Hand wash separately in cold water with mild detergent. Do not bleach or soak for long durations. Dry in shade to preserve natural dyes.
Each piece is handcrafted, so slight variations in colour, texture and dimension are natural and celebrate its handmade origin.
An indigo curtain does the work of a feature wall without the paint. The deep blue reads as a neutral against warm woods, rattan, and unbleached linen, which is why it settles so easily into a sunlit reading corner or a bedroom that wants to feel cooler. Pair it with off-white or oatmeal walls and the white rose motif lifts cleanly off the blue. Against a darker wall, the panel recedes and the indigo turns almost ink-like.

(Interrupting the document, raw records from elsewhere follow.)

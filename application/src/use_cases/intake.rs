//! Prompt intake
//!
//! Consumes submissions from the inbound topic and turns each one into
//! queued work: validate, reserve a queue slot, persist the `PENDING`
//! record, announce it, enqueue it. The capacity decision comes first
//! so a refused submission leaves no record behind.

use std::sync::Arc;

use thiserror::Error;
use tracing::{error, info};

use council_domain::{DomainError, PromptRecord, PromptStatusEvent, PromptSubmission};

use crate::ports::broker::{BrokerError, BrokerMessage, MessageBroker, MessageHandler};
use crate::ports::prompt_store::{PromptStore, StoreError};
use crate::queue::{PromptQueue, QueuedPrompt};
use crate::topics;

/// Errors from handling one submission.
#[derive(Error, Debug)]
pub enum IntakeError {
    #[error("Invalid submission: {0}")]
    Invalid(#[from] DomainError),

    #[error("Store error: {0}")]
    Store(#[from] StoreError),

    #[error("Broker error: {0}")]
    Broker(#[from] BrokerError),

    #[error("Serialization error: {0}")]
    Serialization(#[from] serde_json::Error),
}

/// What became of a submission.
#[derive(Debug)]
pub enum IntakeOutcome {
    /// Persisted as `PENDING` and queued for the worker.
    Queued(PromptRecord),
    /// Refused at queue capacity; nothing was persisted.
    Dropped,
}

/// The inbound-topic handler.
pub struct PromptIntake {
    queue: Arc<PromptQueue>,
    store: Arc<dyn PromptStore>,
    broker: Arc<dyn MessageBroker>,
}

impl PromptIntake {
    pub fn new(
        queue: Arc<PromptQueue>,
        store: Arc<dyn PromptStore>,
        broker: Arc<dyn MessageBroker>,
    ) -> Self {
        Self {
            queue,
            store,
            broker,
        }
    }

    /// Admit one submission.
    ///
    /// The queue slot is reserved before the record is persisted, then
    /// the persisted item is pushed. The worker only ever dequeues ids
    /// whose records already exist.
    pub async fn handle(
        &self,
        submission: PromptSubmission,
    ) -> Result<IntakeOutcome, IntakeError> {
        submission.validate()?;

        if self.queue.admit().is_err() {
            // The queue already counted and logged the drop.
            return Ok(IntakeOutcome::Dropped);
        }

        let record = self
            .store
            .insert(&submission.prompt, submission.discussion_time_ms)
            .await?;

        let event = PromptStatusEvent::from_record(&record);
        let payload = serde_json::to_value(&event)?;
        self.broker
            .publish(topics::STATUS_CHANGED, &payload, None)
            .await?;

        self.queue.push(QueuedPrompt {
            id: record.id.clone(),
            prompt: record.prompt.clone(),
            discussion_time_ms: record.discussion_time_ms,
        });
        info!(id = %record.id, depth = self.queue.len(), "Prompt queued");
        Ok(IntakeOutcome::Queued(record))
    }

    /// Wrap this intake as a broker subscription handler.
    ///
    /// Malformed payloads and handling errors are logged and swallowed;
    /// the subscription itself never dies.
    pub fn into_handler(self: Arc<Self>) -> MessageHandler {
        Arc::new(move |message: BrokerMessage| {
            let intake = Arc::clone(&self);
            Box::pin(async move {
                let submission: PromptSubmission = match serde_json::from_value(message.payload) {
                    Ok(submission) => submission,
                    Err(e) => {
                        error!(topic = %message.topic, "Discarding malformed submission: {e}");
                        return;
                    }
                };
                if let Err(e) = intake.handle(submission).await {
                    error!("Failed to handle submission: {e}");
                }
            })
        })
    }
}

#[cfg(test)]
mod tests {
    use std::sync::Mutex;

    use async_trait::async_trait;
    use chrono::Utc;

    use council_domain::{PromptStatus, PromptUpdate};

    use super::*;
    use crate::queue::QueueParams;

    /// Append-only store; updates are not part of intake.
    struct VecStore {
        records: Mutex<Vec<PromptRecord>>,
    }

    impl VecStore {
        fn new() -> Self {
            Self {
                records: Mutex::new(Vec::new()),
            }
        }

        fn count(&self) -> usize {
            self.records.lock().unwrap().len()
        }
    }

    #[async_trait]
    impl PromptStore for VecStore {
        async fn insert(
            &self,
            prompt: &str,
            discussion_time_ms: Option<u64>,
        ) -> Result<PromptRecord, StoreError> {
            let mut records = self.records.lock().unwrap();
            let record = PromptRecord::new_pending(
                format!("p{}", records.len() + 1),
                prompt,
                discussion_time_ms,
                Utc::now(),
            );
            records.push(record.clone());
            Ok(record)
        }

        async fn find_by_id(&self, id: &str) -> Result<Option<PromptRecord>, StoreError> {
            Ok(self
                .records
                .lock()
                .unwrap()
                .iter()
                .find(|r| r.id == id)
                .cloned())
        }

        async fn find_completed_by_prompt(
            &self,
            _prompt: &str,
        ) -> Result<Option<PromptRecord>, StoreError> {
            Ok(None)
        }

        async fn find_by_status(
            &self,
            _status: PromptStatus,
            _limit: usize,
        ) -> Result<Vec<PromptRecord>, StoreError> {
            Ok(vec![])
        }

        async fn list_page(
            &self,
            _offset: usize,
            _limit: usize,
        ) -> Result<Vec<PromptRecord>, StoreError> {
            Ok(vec![])
        }

        async fn update(
            &self,
            id: &str,
            _update: PromptUpdate,
        ) -> Result<PromptRecord, StoreError> {
            Err(StoreError::NotFound(id.to_string()))
        }
    }

    struct RecordingBroker {
        published: Mutex<Vec<(String, serde_json::Value)>>,
    }

    impl RecordingBroker {
        fn new() -> Self {
            Self {
                published: Mutex::new(Vec::new()),
            }
        }

        fn published(&self) -> Vec<(String, serde_json::Value)> {
            self.published.lock().unwrap().clone()
        }
    }

    #[async_trait]
    impl MessageBroker for RecordingBroker {
        async fn connect(&self) -> Result<(), BrokerError> {
            Ok(())
        }

        async fn publish(
            &self,
            topic: &str,
            payload: &serde_json::Value,
            _partition_key: Option<&str>,
        ) -> Result<(), BrokerError> {
            self.published
                .lock()
                .unwrap()
                .push((topic.to_string(), payload.clone()));
            Ok(())
        }

        async fn subscribe(
            &self,
            _topic: &str,
            _handler: MessageHandler,
        ) -> Result<(), BrokerError> {
            Ok(())
        }
    }

    struct Fixture {
        queue: Arc<PromptQueue>,
        store: Arc<VecStore>,
        broker: Arc<RecordingBroker>,
        intake: Arc<PromptIntake>,
    }

    fn fixture(params: QueueParams) -> Fixture {
        let queue = Arc::new(PromptQueue::new(params));
        let store = Arc::new(VecStore::new());
        let broker = Arc::new(RecordingBroker::new());
        let intake = Arc::new(PromptIntake::new(
            queue.clone(),
            store.clone() as Arc<dyn PromptStore>,
            broker.clone() as Arc<dyn MessageBroker>,
        ));
        Fixture {
            queue,
            store,
            broker,
            intake,
        }
    }

    #[tokio::test]
    async fn test_submission_is_persisted_announced_and_queued() {
        let fx = fixture(QueueParams::default());
        let submission = PromptSubmission::new("what is rust?").with_discussion_time_ms(500);

        let outcome = fx.intake.handle(submission).await.unwrap();

        let record = match outcome {
            IntakeOutcome::Queued(record) => record,
            IntakeOutcome::Dropped => panic!("submission was dropped"),
        };
        assert_eq!(record.status, PromptStatus::Pending);
        assert_eq!(fx.store.count(), 1);

        let queued = fx.queue.try_dequeue().unwrap();
        assert_eq!(queued.id, record.id);
        assert_eq!(queued.discussion_time_ms, Some(500));

        let published = fx.broker.published();
        assert_eq!(published.len(), 1);
        assert_eq!(published[0].0, topics::STATUS_CHANGED);
        assert_eq!(published[0].1["status"], "PENDING");
    }

    #[tokio::test]
    async fn test_blank_prompt_is_rejected() {
        let fx = fixture(QueueParams::default());

        let result = fx.intake.handle(PromptSubmission::new("   ")).await;

        assert!(matches!(result, Err(IntakeError::Invalid(_))));
        assert_eq!(fx.store.count(), 0);
        assert!(fx.queue.is_empty());
    }

    #[tokio::test]
    async fn test_full_queue_drops_without_persisting() {
        let fx = fixture(QueueParams::default().with_capacity(1));
        fx.intake
            .handle(PromptSubmission::new("first"))
            .await
            .unwrap();

        let outcome = fx
            .intake
            .handle(PromptSubmission::new("second"))
            .await
            .unwrap();

        assert!(matches!(outcome, IntakeOutcome::Dropped));
        assert_eq!(fx.queue.dropped_count(), 1);
        assert_eq!(fx.store.count(), 1);
        assert_eq!(fx.broker.published().len(), 1);
    }

    #[tokio::test]
    async fn test_handler_accepts_wire_submission() {
        let fx = fixture(QueueParams::default());
        let handler = fx.intake.clone().into_handler();

        handler(BrokerMessage {
            topic: topics::QUEUE.to_string(),
            payload: serde_json::json!({"prompt": "over the wire", "discussionTimeMs": 250}),
            partition_key: None,
        })
        .await;

        assert_eq!(fx.store.count(), 1);
        let queued = fx.queue.try_dequeue().unwrap();
        assert_eq!(queued.prompt, "over the wire");
        assert_eq!(queued.discussion_time_ms, Some(250));
    }

    #[tokio::test]
    async fn test_handler_discards_malformed_payload() {
        let fx = fixture(QueueParams::default());
        let handler = fx.intake.clone().into_handler();

        handler(BrokerMessage {
            topic: topics::QUEUE.to_string(),
            payload: serde_json::json!({"discussionTimeMs": 250}),
            partition_key: None,
        })
        .await;

        assert_eq!(fx.store.count(), 0);
        assert!(fx.queue.is_empty());
    }
}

For light control, hang the panel where you want filtered brightness rather than full blackout. Cotton at this weight softens harsh afternoon sun into a calm wash, ideal for a window that faces a courtyard or street. Layer a plain white sheer behind it if you need more privacy after dark.
Think about scale before you hang. A single panel suits a standard window or a glazed door, while a wider opening looks balanced with two panels meeting in the middle. Mount the rod a little above the frame and let the curtain fall to the sill or just past it, so the rose print stays legible rather than bunched. In a small room, a single indigo panel adds depth without crowding the space.
The blue comes first, in the mind of the printer, long before any dye touches the cloth. This curtain is made by the dabu method, a mud-resist hand block printing tradition practised across the Bagru and Akola belts of Rajasthan. Dabu means to press, and that is exactly what happens at the heart of it.
The cotton is washed and sun dried to open the weave. A carved wooden block, cut with the rose motif, is dipped not in colour but in dabu, a paste of clay, lime, and gum. The printer presses the block across the fabric by hand, laying down the roses in paste. Fine sawdust is scattered over the wet print so the resist sets and will not smudge.
Once the paste dries hard, the whole panel is lowered into a vat of natural indigo. Indigo is a strange dye that enters the cloth green and turns blue only when it meets the air, so the fabric is dipped, lifted, and oxidised, again and again, until the blue deepens to the shade you see. Everywhere the dabu paste sits, the dye cannot reach. That is the trick.
Then comes the wash. The dried clay is rinsed away in flowing water, and the roses surface in clean white where the cloth was protected. No two panels oxidise identically, so the blue carries a faint live unevenness. The motif, the depth of the indigo, the soft halo where resist met dye: all of it is the record of a hand, a block, and a vat, repeated patiently by the artisan cluster who made this piece.